The 36-year-old from Manacor was looking for his third Wimbledon title but was unable to play in the semi-finals against Nick Kyrgios due to an abdominal tear. Rafa has already started training intensively and next week he will be at the start of the Masters 1000 in Montreal.

His big goal is of course the US Open, a tournament he hasn’t played since 2019. Given the likely absence of Novak Djokovic, the Iberian will have a great chance to stretch further in the historic Grand Slam rankings. Over the years, the Mallorcan game has changed significantly.

Nadal is playing less physical tennis than at the beginning of his career, but this has not affected his results. During an interview with ‘Punto de Break’, Guillermo Perez emphasized the Big 3’s ability to evolve.
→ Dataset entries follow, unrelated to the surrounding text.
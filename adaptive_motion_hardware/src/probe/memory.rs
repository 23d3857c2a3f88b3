/// 从屏幕分辨率和设备类别估算内存（GB）
///
/// 仅在平台没有直接提供设备内存时使用。高分屏设备通常配有更多内存。
pub fn estimate_memory_gb(width: u32, height: u32, is_mobile: bool) -> f32 {
    let pixel_count = width as u64 * height as u64;

    if is_mobile {
        if pixel_count > 2_000_000 {
            6.0
        } else {
            4.0
        }
    } else if pixel_count > 8_000_000 {
        16.0 // 4K+
    } else if pixel_count > 4_000_000 {
        8.0 // 2K+
    } else {
        4.0
    }
}

#[cfg(test)]
mod tests {
    use super::*;

    #[test]
    fn test_mobile_breakpoints() {
        assert_eq!(estimate_memory_gb(1170, 2532, true), 6.0);
        assert_eq!(estimate_memory_gb(750, 1334, true), 4.0);
        // 恰好2,000,000像素不算高分屏
        assert_eq!(estimate_memory_gb(1000, 2000, true), 4.0);
    }

    #[test]
    fn test_desktop_breakpoints() {
        assert_eq!(estimate_memory_gb(3840, 2160, false), 16.0);
        assert_eq!(estimate_memory_gb(2560, 1600, false), 8.0);
        assert_eq!(estimate_memory_gb(1920, 1080, false), 4.0);
        assert_eq!(estimate_memory_gb(0, 0, false), 4.0);
    }
}
/// 设备能力数据模型

use serde::{Deserialize, Serialize};
use std::fmt;

/// 未提供核心数时的默认值
pub const DEFAULT_LOGICAL_CORES: u32 = 4;

/// 默认的电量充足阈值（电量高于30%视为充足）
pub const DEFAULT_POWER_THRESHOLD: f32 = 0.30;

/// 网络连接等级
#[derive(Debug, Clone, Copy, PartialEq, Eq, Hash, Serialize, Deserialize)]
#[serde(rename_all = "lowercase")]
pub enum NetworkClass {
    Wifi,
    #[serde(rename = "4g")]
    FourG,
    #[serde(rename = "3g")]
    ThreeG,
    #[serde(rename = "2g")]
    TwoG,
    Unknown,
}

impl NetworkClass {
    /// 从平台的有效连接类型字符串解析
    ///
    /// 无法识别的值一律视为 `Unknown`。
    pub fn from_effective_type(value: &str) -> Self {
        match value.trim().to_ascii_lowercase().as_str() {
            "wifi" | "ethernet" => NetworkClass::Wifi,
            "4g" => NetworkClass::FourG,
            "3g" => NetworkClass::ThreeG,
            "2g" | "slow-2g" => NetworkClass::TwoG,
            _ => NetworkClass::Unknown,
        }
    }
}

impl Default for NetworkClass {
    fn default() -> Self {
        NetworkClass::Unknown
    }
}

impl fmt::Display for NetworkClass {
    fn fmt(&self, f: &mut fmt::Formatter<'_>) -> fmt::Result {
        let name = match self {
            NetworkClass::Wifi => "wifi",
            NetworkClass::FourG => "4g",
            NetworkClass::ThreeG => "3g",
            NetworkClass::TwoG => "2g",
            NetworkClass::Unknown => "unknown",
        };
        f.write_str(name)
    }
}

/// 电池状态
#[derive(Debug, Clone, Copy, PartialEq, Serialize, Deserialize)]
pub struct BatteryStatus {
    /// 是否正在充电
    pub charging: bool,
    /// 电量，0.0-1.0
    pub level: f32,
}

impl BatteryStatus {
    /// 正在充电或电量高于阈值
    pub fn is_sufficient(&self, threshold: f32) -> bool {
        self.charging || self.level > threshold
    }
}

/// 设备能力
///
/// 每个会话探测一次。每个字段都有确定的回退值，缺失的平台接口
/// 只会让结果更保守，不会产生错误。
#[derive(Debug, Clone, PartialEq, Serialize, Deserialize)]
#[serde(rename_all = "camelCase")]
pub struct DeviceCapabilities {
    pub has_graphics_acceleration: bool,
    #[serde(rename = "memoryEstimateGB")]
    pub memory_estimate_gb: f32,
    pub logical_cores: u32,
    pub network_class: NetworkClass,
    pub has_sufficient_power: bool,
}

impl DeviceCapabilities {
    /// 所有探测都失败时的结果
    pub fn conservative() -> Self {
        Self {
            has_graphics_acceleration: false,
            memory_estimate_gb: 4.0,
            logical_cores: DEFAULT_LOGICAL_CORES,
            network_class: NetworkClass::Unknown,
            has_sufficient_power: true,
        }
    }
}

impl Default for DeviceCapabilities {
    fn default() -> Self {
        Self::conservative()
    }
}
//! 动画门控性能基准测试
//!
//! 门控每帧都会被多次调用，评分和自适应采样也在热路径上

use adaptive_motion::hardware::DeviceCapabilities;
use adaptive_motion::{
    performance_score, AdaptiveMode, AdaptiveMonitor, AnimationGate, AnimationWeight,
    PerformanceMode, UserPreferences,
};
use criterion::{black_box, criterion_group, criterion_main, BenchmarkId, Criterion};
use std::time::Duration;

fn bench_gate_decisions(c: &mut Criterion) {
    let mut group = c.benchmark_group("gate_decisions");
    let base = Duration::from_millis(300);

    for adaptive in [AdaptiveMode::Optimal, AdaptiveMode::Reduced, AdaptiveMode::Minimal] {
        let prefs = UserPreferences {
            performance_mode: PerformanceMode::High,
            ..UserPreferences::default()
        };

        group.bench_with_input(
            BenchmarkId::new("decide", adaptive),
            &adaptive,
            |b, &adaptive| {
                b.iter(|| {
                    let gate = AnimationGate::new(black_box(&prefs), adaptive);
                    black_box(gate.decide(AnimationWeight::Complex, base))
                });
            },
        );
    }

    let gate = AnimationGate::new(&UserPreferences::default(), AdaptiveMode::Optimal);
    group.bench_function("scale_duration", |b| {
        b.iter(|| black_box(gate.scale_duration(black_box(base))));
    });

    group.bench_function("transition", |b| {
        b.iter(|| black_box(gate.transition(black_box(Default::default()))));
    });

    group.finish();
}

fn bench_scoring(c: &mut Criterion) {
    let caps = DeviceCapabilities::conservative();
    c.bench_function("performance_score", |b| {
        b.iter(|| black_box(performance_score(black_box(&caps))));
    });
}

fn bench_adaptive_samples(c: &mut Criterion) {
    c.bench_function("adaptive_record_sample", |b| {
        let mut monitor = AdaptiveMonitor::default();
        let mut tick = 0u64;
        b.iter(|| {
            tick += 1;
            let fps = if tick % 7 == 0 { 28.0 } else { 58.0 };
            black_box(monitor.record_sample(fps, Duration::from_secs(tick)))
        });
    });
}

criterion_group!(benches, bench_gate_decisions, bench_scoring, bench_adaptive_samples);
criterion_main!(benches);
/// 浏览器 localStorage 后端

use super::storage::KeyValueStorage;
use crate::core::error::{StorageError, StorageResult};
use wasm_bindgen::JsValue;
use web_sys::Storage;

pub struct WebStorage {
    storage: Storage,
}

fn js_error(value: JsValue) -> StorageError {
    StorageError::Unavailable(value.as_string().unwrap_or_else(|| format!("{:?}", value)))
}

impl WebStorage {
    /// 隐私模式或禁用存储时返回 `Unavailable`
    pub fn local() -> StorageResult<Self> {
        let window = web_sys::window()
            .ok_or_else(|| StorageError::Unavailable("no window".to_string()))?;
        let storage = window
            .local_storage()
            .map_err(js_error)?
            .ok_or_else(|| StorageError::Unavailable("localStorage disabled".to_string()))?;
        Ok(Self { storage })
    }
}

impl KeyValueStorage for WebStorage {
    fn get(&self, key: &str) -> StorageResult<Option<String>> {
        self.storage.get_item(key).map_err(js_error)
    }

    fn set(&mut self, key: &str, value: &str) -> StorageResult<()> {
        self.storage.set_item(key, value).map_err(js_error)
    }

    fn remove(&mut self, key: &str) -> StorageResult<()> {
        self.storage.remove_item(key).map_err(js_error)
    }
}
Perez reflects on Rafa Nadal

While interacting with Punto de Break, Perez observed how good players like Rafael Nadal developed their game but still maintained consistency. “The good guys keep winning; the good guys don’t just stay, they keep getting better because I would say right now Nadal is playing better tennis than before,” Perez said.

“Maybe he has less legs, less physicality, but he plays better tennis, so his game works better. In Nadal’s autobiography, Toni describes how his nephew was a well-behaved boy growing up. He said: “Respect for other people, for everyone regardless of who they might be or what they might do, is the starting point of everything.

It is unacceptable for people who have had it all in life to be rude to other people. No, the higher you are, the greater your obligation to treat people with respect”. Speaking about what he would have done if Nadal had been an ill-mannered boy, Toni said: “I would hate my nephew if he turned out differently, if he threw tantrums on the court, was rude to his opponents. the whole world is watching television.

Or, for that matter, being rude to the referees or the fans. I always say, and so do his parents, that it’s more important to be a good person than a good player.”